— TASK TO CARRY OUT —
The answer must be an exact copy of every record.

— DATA SHOWN —
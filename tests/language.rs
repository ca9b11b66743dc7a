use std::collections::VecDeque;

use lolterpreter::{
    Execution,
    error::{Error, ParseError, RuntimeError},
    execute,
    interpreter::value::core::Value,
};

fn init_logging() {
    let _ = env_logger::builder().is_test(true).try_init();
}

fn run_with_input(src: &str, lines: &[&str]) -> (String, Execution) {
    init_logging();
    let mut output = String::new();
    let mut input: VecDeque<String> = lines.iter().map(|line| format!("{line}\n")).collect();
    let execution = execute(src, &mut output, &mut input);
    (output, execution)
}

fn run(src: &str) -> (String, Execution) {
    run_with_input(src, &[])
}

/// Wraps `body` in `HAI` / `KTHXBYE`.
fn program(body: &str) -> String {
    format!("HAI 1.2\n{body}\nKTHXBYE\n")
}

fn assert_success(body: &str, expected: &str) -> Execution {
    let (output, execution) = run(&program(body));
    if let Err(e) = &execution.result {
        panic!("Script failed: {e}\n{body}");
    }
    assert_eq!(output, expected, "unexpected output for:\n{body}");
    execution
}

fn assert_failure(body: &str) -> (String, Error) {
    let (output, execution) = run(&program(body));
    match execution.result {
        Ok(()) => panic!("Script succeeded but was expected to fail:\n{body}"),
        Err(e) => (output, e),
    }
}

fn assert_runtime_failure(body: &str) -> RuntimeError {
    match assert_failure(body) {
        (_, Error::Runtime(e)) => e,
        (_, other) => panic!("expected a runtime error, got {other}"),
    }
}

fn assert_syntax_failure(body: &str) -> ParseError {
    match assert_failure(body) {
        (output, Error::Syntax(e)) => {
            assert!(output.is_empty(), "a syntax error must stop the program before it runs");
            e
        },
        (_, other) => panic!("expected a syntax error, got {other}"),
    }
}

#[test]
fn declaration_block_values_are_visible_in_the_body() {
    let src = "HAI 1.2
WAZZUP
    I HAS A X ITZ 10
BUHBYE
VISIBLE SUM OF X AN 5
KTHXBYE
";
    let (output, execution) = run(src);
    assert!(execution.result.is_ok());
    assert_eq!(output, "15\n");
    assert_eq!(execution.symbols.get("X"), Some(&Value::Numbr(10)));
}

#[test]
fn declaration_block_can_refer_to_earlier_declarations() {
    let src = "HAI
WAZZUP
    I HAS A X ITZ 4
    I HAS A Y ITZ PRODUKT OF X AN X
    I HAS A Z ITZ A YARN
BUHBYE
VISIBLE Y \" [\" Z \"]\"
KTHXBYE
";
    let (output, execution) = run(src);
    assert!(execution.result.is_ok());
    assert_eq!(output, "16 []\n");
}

— SOLUTION FOR THIS PROBLEM —
filename tests/language.rs
repository ca9b11b66743dc7a
use std::collections::VecDeque;

use lolterpreter::{
    Execution,
    error::{Error, ParseError, RuntimeError},
    execute,
    interpreter::value::core::Value,
};

fn init_logging() {
    let _ = env_logger::builder().is_test(true).try_init();
}

fn run_with_input(src: &str, lines: &[&str]) -> (String, Execution) {
    init_logging();
    let mut output = String::new();
    let mut input: VecDeque<String> = lines.iter().map(|line| format!("{line}\n")).collect();
    let execution = execute(src, &mut output, &mut input);
    (output, execution)
}

fn run(src: &str) -> (String, Execution) {
    run_with_input(src, &[])
}

/// Wraps `body` in `HAI` / `KTHXBYE`.
fn program(body: &str) -> String {
    format!("HAI 1.2\n{body}\nKTHXBYE\n")
}

fn assert_success(body: &str, expected: &str) -> Execution {
    let (output, execution) = run(&program(body));
    if let Err(e) = &execution.result {
        panic!("Script failed: {e}\n{body}");
    }
    assert_eq!(output, expected, "unexpected output for:\n{body}");
    execution
}

fn assert_failure(body: &str) -> (String, Error) {
    let (output, execution) = run(&program(body));
    match execution.result {
        Ok(()) => panic!("Script succeeded but was expected to fail:\n{body}"),
        Err(e) => (output, e),
    }
}

fn assert_runtime_failure(body: &str) -> RuntimeError {
    match assert_failure(body) {
        (_, Error::Runtime(e)) => e,
        (_, other) => panic!("expected a runtime error, got {other}"),
    }
}

fn assert_syntax_failure(body: &str) -> ParseError {
    match assert_failure(body) {
        (output, Error::Syntax(e)) => {
            assert!(output.is_empty(), "a syntax error must stop the program before it runs");
            e
        },
        (_, other) => panic!("expected a syntax error, got {other}"),
    }
}

#[test]
fn declaration_block_values_are_visible_in_the_body() {
    let src = "HAI 1.2
WAZZUP
    I HAS A X ITZ 10
BUHBYE
VISIBLE SUM OF X AN 5
KTHXBYE
";
    let (output, execution) = run(src);
    assert!(execution.result.is_ok());
    assert_eq!(output, "15\n");
    assert_eq!(execution.symbols.get("X"), Some(&Value::Numbr(10)));
}

#[test]
fn declaration_block_can_refer_to_earlier_declarations() {
    let src = "HAI
WAZZUP
    I HAS A X ITZ 4
    I HAS A Y ITZ PRODUKT OF X AN X
    I HAS A Z ITZ A YARN
BUHBYE
VISIBLE Y \" [\" Z \"]\"
KTHXBYE
";
    let (output, execution) = run(src);
    assert!(execution.result.is_ok());
    assert_eq!(output, "16 []\n");
}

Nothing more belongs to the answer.